Au plan financier, le pays dispose des ressources pour faire face aux besoins de cette reconstruction, mais la question est autre : quelle conséquence cela va-t-il avoir sur le financement de la dette américaine, dont les Japonais sont le deuxième détenteur hors Etats-Unis, après les Chinois ? Dans quelle situation de déséquilibre accrue la banque centrale japonaise va-t-elle être conduite, qui ne cesse de faire fonctionner la planche à billets, ainsi que les banques japonaises, qui continuent d’acheter la dette publique, soutenues par celle-ci. Cette pyramide inversée peut-elle continuer de se développer ainsi longtemps ?


Hors du Japon, les conséquences de Fukushima sont moins dramatiques, mais elles n’en sont pas moins appelées à avoir un large retentissement.


Le parc de centrales électro-nucléaires existant est désormais l’objet de nombreuses suspicions, que les partisans de cette filière tentent d’atténuer afin d’éviter des fermetures en série ou la décision de ne pas en allonger la durée d’exploitation. Les Etats-Unis et l’Europe sont aux premières loges. Des tests européens, qui doivent être menés dans l’urgence, calibrés pour répondre aux besoins des gouvernements plus qu’aux nécessités de la sécurité nucléaire, font l’objet de divergences persistantes quant à la nature même des risques qui vont être testés. Les Britanniques n’ont pas attendu qu’ils soient tenus pour formuler toutes affaires cessantes 26 « recommandations » pour améliorer la sécurité des 19 réacteurs en activité, dix autres étant en projet, avec l’intention d’escamoter la question. Un doute profond s’est répandu dans l’opinion publique dont la traduction est difficile à prévoir.

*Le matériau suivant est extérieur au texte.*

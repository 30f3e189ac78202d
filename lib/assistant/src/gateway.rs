//! The assistant gateway capability.

use crate::error::GatewayError;
use async_trait::async_trait;
use serde::{Deserialize, Serialize};

/// An answer produced by the assistant.
///
/// Transient: the router transcribes it into a persisted message.
#[derive(Debug, Clone, PartialEq, Eq, Serialize, Deserialize)]
pub struct AssistantReply {
    /// Text to send back to the customer.
    pub reply: String,
    /// Whether a human admin should take over the conversation.
    pub needs_human: bool,
}

impl AssistantReply {
    /// Creates a reply the assistant resolved on its own.
    #[must_use]
    pub fn resolved(reply: impl Into<String>) -> Self {
        Self {
            reply: reply.into(),
            needs_human: false,
        }
    }

    /// Creates a reply that hands the conversation to a human.
    #[must_use]
    pub fn escalated(reply: impl Into<String>) -> Self {
        Self {
            reply: reply.into(),
            needs_human: true,
        }
    }
}

/// Answers free-text customer questions.
///
/// Implementations own the answer-generation logic. The router bounds each
/// call with its own deadline, so implementations need not.
#[async_trait]
pub trait AssistantGateway: Send + Sync {
    /// Produces a reply for the given customer text.
    ///
    /// # Errors
    ///
    /// Returns an error if no reply could be produced.
    async fn respond(&self, text: &str) -> Result<AssistantReply, GatewayError>;
}
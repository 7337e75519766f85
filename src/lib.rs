//! EV Data Dashboard
//!
//! Fetches pre-computed chart descriptors from `/api/plots` once and renders
//! them as pie, bar and combo charts with a jump-to-section selector.
//!
//! - `core`: platform-agnostic descriptors, layout dispatch, pie geometry,
//!   navigation and fetch state (tested natively)
//! - `app`: the egui view (WASM)
//! - `fetch_native`: the CLI's reqwest client

pub mod config;
pub mod core;

#[cfg(all(not(target_arch = "wasm32"), feature = "cli"))]
pub mod fetch_native;

#[cfg(target_arch = "wasm32")]
mod app;
#[cfg(target_arch = "wasm32")]
mod fetch_wasm;
#[cfg(target_arch = "wasm32")]
mod theme;

#[cfg(target_arch = "wasm32")]
use wasm_bindgen::prelude::*;

#[cfg(target_arch = "wasm32")]
#[wasm_bindgen(start)]
pub fn main() {
    use wasm_bindgen::JsCast;

    console_error_panic_hook::set_once();

    // Initialize tracing for browser console
    tracing_wasm::set_as_global_default();

    let web_options = eframe::WebOptions::default();

    wasm_bindgen_futures::spawn_local(async {
        let canvas = web_sys::window()
            .expect("no window")
            .document()
            .expect("no document")
            .get_element_by_id("canvas")
            .expect("no canvas element")
            .dyn_into::<web_sys::HtmlCanvasElement>()
            .expect("not a canvas element");

        eframe::WebRunner::new()
            .start(
                canvas,
                web_options,
                Box::new(|cc| Ok(Box::new(app::DashboardApp::new(cc)))),
            )
            .await
            .expect("Failed to start eframe");
    });
}
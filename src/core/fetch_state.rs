//! Plots fetch state
//!
//! Shared by the WASM dashboard and the CLI.

/// Outcome of the one-shot plots fetch
#[derive(Clone, Debug, Default, PartialEq)]
pub enum FetchState {
    #[default]
    Pending,
    Loaded(usize),
    Failed(String),
}

impl FetchState {
    #[cfg(test)]
    pub fn is_pending(&self) -> bool {
        matches!(self, FetchState::Pending)
    }
}

#[cfg(test)]
mod tests {
    use super::*;

    #[test]
    fn test_starts_pending() {
        assert!(FetchState::default().is_pending());
        assert!(!FetchState::Loaded(0).is_pending());
        assert!(!FetchState::Failed("timeout".to_string()).is_pending());
    }
}
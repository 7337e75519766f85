//! Section table shared by the plot layout and the navigation menu
//!
//! A plot's position in the response selects its anchor from this table, and
//! the jump-to-section menu lists the same entries in the same order.

/// A named scroll target
#[derive(Clone, Copy, Debug, PartialEq, Eq)]
pub struct Section {
    pub anchor: &'static str,
    pub label: &'static str,
}

pub const SECTIONS: [Section; 9] = [
    Section { anchor: "makes", label: "Top 10 EV Makes" },
    Section { anchor: "models", label: "Top 10 EV Models" },
    Section { anchor: "type", label: "EV Type Distribution" },
    Section { anchor: "registration", label: "EV Registrations by Year" },
    Section { anchor: "range", label: "Electric Range Distribution" },
    Section { anchor: "county", label: "EV Count by County" },
    Section { anchor: "cities", label: "Top Cities Using EVs" },
    Section { anchor: "utility", label: "EV Count by Utility" },
    Section { anchor: "cafv", label: "CAFV Eligibility" },
];

/// Anchor for the plot at `index`, if the table has one
pub fn anchor_for(index: usize) -> Option<&'static str> {
    SECTIONS.get(index).map(|s| s.anchor)
}

/// Horizontal placement of a plot section
#[derive(Clone, Copy, Debug, PartialEq, Eq)]
pub enum Alignment {
    Left,
    Right,
}

impl Alignment {
    /// Even indices sit on the left, odd ones on the right
    pub fn for_index(index: usize) -> Self {
        if index % 2 == 0 {
            Alignment::Left
        } else {
            Alignment::Right
        }
    }

    pub fn class_name(self) -> &'static str {
        match self {
            Alignment::Left => "left-align",
            Alignment::Right => "right-align",
        }
    }
}
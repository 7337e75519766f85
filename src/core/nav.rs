//! Jump-to-section navigation state
//!
//! Selecting a menu entry records a pending target. Sections consume it while
//! they render; whatever is left at the end of the frame had no matching
//! section and is dropped.

use tracing::debug;

/// Text shown by the selector at rest
pub const NAV_PLACEHOLDER: &str = "Jump to section...";

#[derive(Debug, Default)]
pub struct Navigator {
    pending: Option<String>,
}

impl Navigator {
    pub fn new() -> Self {
        Self::default()
    }

    /// Handle a selector change; the empty placeholder value is ignored
    pub fn select(&mut self, anchor: &str) {
        if anchor.is_empty() {
            return;
        }
        debug!(anchor, "Section selected");
        self.pending = Some(anchor.to_string());
    }

    /// Value the selector displays; always the placeholder so that picking the
    /// same entry again still fires
    pub fn displayed_value(&self) -> &'static str {
        NAV_PLACEHOLDER
    }

    #[cfg(test)]
    pub fn pending(&self) -> Option<&str> {
        self.pending.as_deref()
    }

    /// Returns true (and consumes the target) if the section with `anchor`
    /// should be scrolled into view
    pub fn take_if_target(&mut self, anchor: Option<&str>) -> bool {
        match (anchor, self.pending.as_deref()) {
            (Some(a), Some(p)) if a == p => {
                self.pending = None;
                true
            }
            _ => false,
        }
    }

    /// Drop a target no section claimed this frame
    pub fn end_frame(&mut self) -> Option<String> {
        let missed = self.pending.take();
        if let Some(anchor) = &missed {
            debug!(anchor = %anchor, "No section for selected anchor, ignoring");
        }
        missed
    }
}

Parallèlement, il est pleinement confirmé que l’Agence Internationale de l’Energie Atomique (AIEA), une agence de l’ONU, a totalement failli, incapable de jouer un quelconque rôle. Le champ libre est donc laissé aux régulateurs nationaux, suspects de toutes les connivences avec les mondes qu’ils sont censés surveiller, ce qui nous rapproche aussi bien de celui de la finance que des rapports entre les médias et le monde politique, à la lumière d’une autre affaire en cours. C’est décidément la nature du pouvoir qui est mise à nu ces derniers temps.


Une affaire de très gros sous est sous-jacente. Après avoir connu un creux, l’activité de construction de centrales nucléaires voyait venir à elle de prometteurs marchés. Soit dans les pays émergents dont les besoins énergétiques croissent très rapidement, soit au titre du renouvellement d’un parc vieillissant et obsolète dans les pays occidentaux.

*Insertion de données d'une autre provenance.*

//! Dashboard data state
//!
//! Holds the plots from the single fetch. Shared between the browser app and
//! the CLI.

use tracing::{error, info};

use super::error::FetchError;
use super::fetch_state::FetchState;
use super::layout::{plan_dashboard, SectionLayout};
use super::plot::PlotDescriptor;

#[derive(Debug, Default)]
pub struct DashboardState {
    plots: Vec<PlotDescriptor>,
    status: FetchState,
}

impl DashboardState {
    pub fn new() -> Self {
        Self::default()
    }

    /// Commit the outcome of the plots fetch
    ///
    /// Failures are logged and leave the dashboard empty.
    pub fn commit(&mut self, result: Result<Vec<PlotDescriptor>, FetchError>) {
        match result {
            Ok(plots) => {
                info!(count = plots.len(), "Plots loaded");
                self.status = FetchState::Loaded(plots.len());
                self.plots = plots;
            }
            Err(e) => {
                error!(error = %e, "Error fetching plots");
                self.status = FetchState::Failed(e.to_string());
            }
        }
    }

    pub fn plots(&self) -> &[PlotDescriptor] {
        &self.plots
    }

    pub fn plot_count(&self) -> usize {
        self.plots.len()
    }

    pub fn status(&self) -> &FetchState {
        &self.status
    }

    pub fn sections(&self) -> Vec<SectionLayout> {
        plan_dashboard(&self.plots)
    }
}

#[cfg(test)]
mod tests {
    use super::*;
    use crate::core::plot::parse_plots;

    #[test]
    fn test_initially_empty() {
        let state = DashboardState::new();
        assert_eq!(state.plot_count(), 0);
        assert!(state.status().is_pending());
        assert!(state.sections().is_empty());
    }

    #[test]
    fn test_commit_success_keeps_order() {
        let mut state = DashboardState::new();
        state.commit(parse_plots(
            r#"[{"type": "bar", "title": "first"}, {"type": "pie", "title": "second"}]"#,
        ));
        assert_eq!(state.plot_count(), 2);
        assert_eq!(state.plots()[0].title, "first");
        assert_eq!(state.plots()[1].title, "second");
        assert_eq!(*state.status(), FetchState::Loaded(2));
        assert_eq!(state.sections()[1].anchor, Some("models"));
    }

    #[test]
    fn test_malformed_entry_does_not_blank_dashboard() {
        let mut state = DashboardState::new();
        state.commit(parse_plots(
            r#"[
                {"type": "pie", "title": null, "data": [{"name": "A", "value": null}]},
                {"type": "bar", "title": "ok", "data": [{"name": "B", "value": "3"}]}
            ]"#,
        ));
        assert_eq!(state.plot_count(), 2);
        assert_eq!(*state.status(), FetchState::Loaded(2));
        assert_eq!(state.sections()[1].anchor, Some("models"));
        assert_eq!(state.plots()[1].data[0].value, 3.0);
    }

    #[test]
    fn test_network_failure_leaves_zero_plots() {
        let mut state = DashboardState::new();
        state.commit(Err(FetchError::Network("connection refused".to_string())));
        assert_eq!(state.plot_count(), 0);
        assert!(matches!(state.status(), FetchState::Failed(_)));
    }

    #[test]
    fn test_decode_failure_leaves_zero_plots() {
        let mut state = DashboardState::new();
        state.commit(parse_plots("not json"));
        assert_eq!(state.plot_count(), 0);
        assert!(state.sections().is_empty());
    }
}
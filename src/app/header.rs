//! Header bar with the title and jump-to-section selector, plus the write-up

use eframe::egui;
use crate::core::SECTIONS;
use crate::theme::colors;
use super::DashboardApp;

const WRITE_UP: &str = "Electric vehicles (EVs) are automobiles powered by electric motors, \
which run on electricity stored in batteries. EVs are an environmentally friendly alternative \
to traditional gasoline-powered cars, reducing harmful emissions and contributing to cleaner \
air. They are becoming increasingly popular as technology improves, offering higher driving \
ranges, faster charging times, and lower maintenance costs. EVs also offer benefits like tax \
incentives and reduced operational costs for owners.";

impl DashboardApp {
    pub(crate) fn render_header(&mut self, ui: &mut egui::Ui) {
        ui.horizontal(|ui| {
            ui.label(
                egui::RichText::new("EV Data Dashboard")
                    .color(colors::TEXT_ON_HEADER)
                    .size(26.0)
                    .strong(),
            );

            ui.with_layout(egui::Layout::right_to_left(egui::Align::Center), |ui| {
                let mut picked = None;

                egui::ComboBox::from_id_salt("jump_to_section")
                    .selected_text(
                        egui::RichText::new(self.nav.displayed_value()).color(colors::NAV_TEXT),
                    )
                    .width(240.0)
                    .show_ui(ui, |ui| {
                        for section in &SECTIONS {
                            let label = egui::RichText::new(section.label).color(colors::NAV_TEXT);
                            if ui.selectable_label(false, label).clicked() {
                                picked = Some(section.anchor);
                            }
                        }
                    });

                if let Some(anchor) = picked {
                    self.nav.select(anchor);
                }
            });
        });
    }

    pub(crate) fn render_write_up(&self, ui: &mut egui::Ui) {
        egui::Frame::new()
            .fill(colors::BG_CARD)
            .stroke(egui::Stroke::new(1.0, colors::BORDER))
            .corner_radius(8.0)
            .inner_margin(16.0)
            .show(ui, |ui| {
                ui.set_width(ui.available_width());
                ui.label(
                    egui::RichText::new("About Electric Vehicles")
                        .color(colors::TEXT_PRIMARY)
                        .size(20.0)
                        .strong(),
                );
                ui.add_space(6.0);
                ui.label(egui::RichText::new(WRITE_UP).color(colors::TEXT_SECONDARY));
            });
    }
}
//! Chart colours
//!
//! Kept as plain RGB triples so the core stays free of egui; the app converts
//! them with `Color32::from_rgb`.

pub type Rgb = [u8; 3];

/// Pie slice palette, cycled by slice index
pub const SLICE_PALETTE: [Rgb; 10] = [
    [0x00, 0x88, 0xFE], // #0088FE
    [0x00, 0xC4, 0x9F], // #00C49F
    [0xFF, 0xBB, 0x28], // #FFBB28
    [0xFF, 0x80, 0x42], // #FF8042
    [0x84, 0x5E, 0xC2], // #845EC2
    [0xD6, 0x5D, 0xB1], // #D65DB1
    [0xFF, 0x6F, 0x91], // #FF6F91
    [0xFF, 0xC7, 0x5F], // #FFC75F
    [0xF9, 0xF8, 0x71], // #F9F871
    [0x2C, 0x73, 0xD2], // #2C73D2
];

/// Single fill used for every bar
pub const BAR_FILL: Rgb = [0x88, 0x84, 0xD8]; // #8884d8

pub fn slice_color(index: usize) -> Rgb {
    SLICE_PALETTE[index % SLICE_PALETTE.len()]
}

L’alternative que représentent les énergies nouvelles connaît un regain de faveur, d’autant que la hausse du pétrole et du gaz – quelles qu’en soient les raisons – réduit le différentiel de coût avec elles. C’est également le cas avec l’électro-nucléaire, dont le coût exact est sous-évalué, ne prenant pas en compte celui de toute la filière, depuis la recherche jusqu’au démantèlement des centrales et au traitement des déchets de longue durée, sans compter le coût de ses catastrophes. Enfin, les exigences de sécurité montent, en dépit du discours rassurant tenu par les industriels à propos des nouvelles générations de centrales munies de dispositifs faisant défaut aux précédentes. Une raison de plus, d’ailleurs, de les arrêter, sans nécessairement les remplacer.


Très réactifs, les lobbies de l’industrie nucléaire, qui avaient commencé à mettre en scène son retour, sont pris à contre-pied et ont reconsidéré sans tarder leur argumentaire et stratégie de communication.


L’actualité a ses exigences – et ses travers – dans le monde contemporain. Capable de rendre compte de ce qui se passe sur la planète presque dans l’instant et de l’oublier tout aussi vite, pour couvrir une autre dominante. De faire appel à l’affectif en négligeant analyse et mise en perspective de l’information. La mémoire n’en est pas effacée pour autant.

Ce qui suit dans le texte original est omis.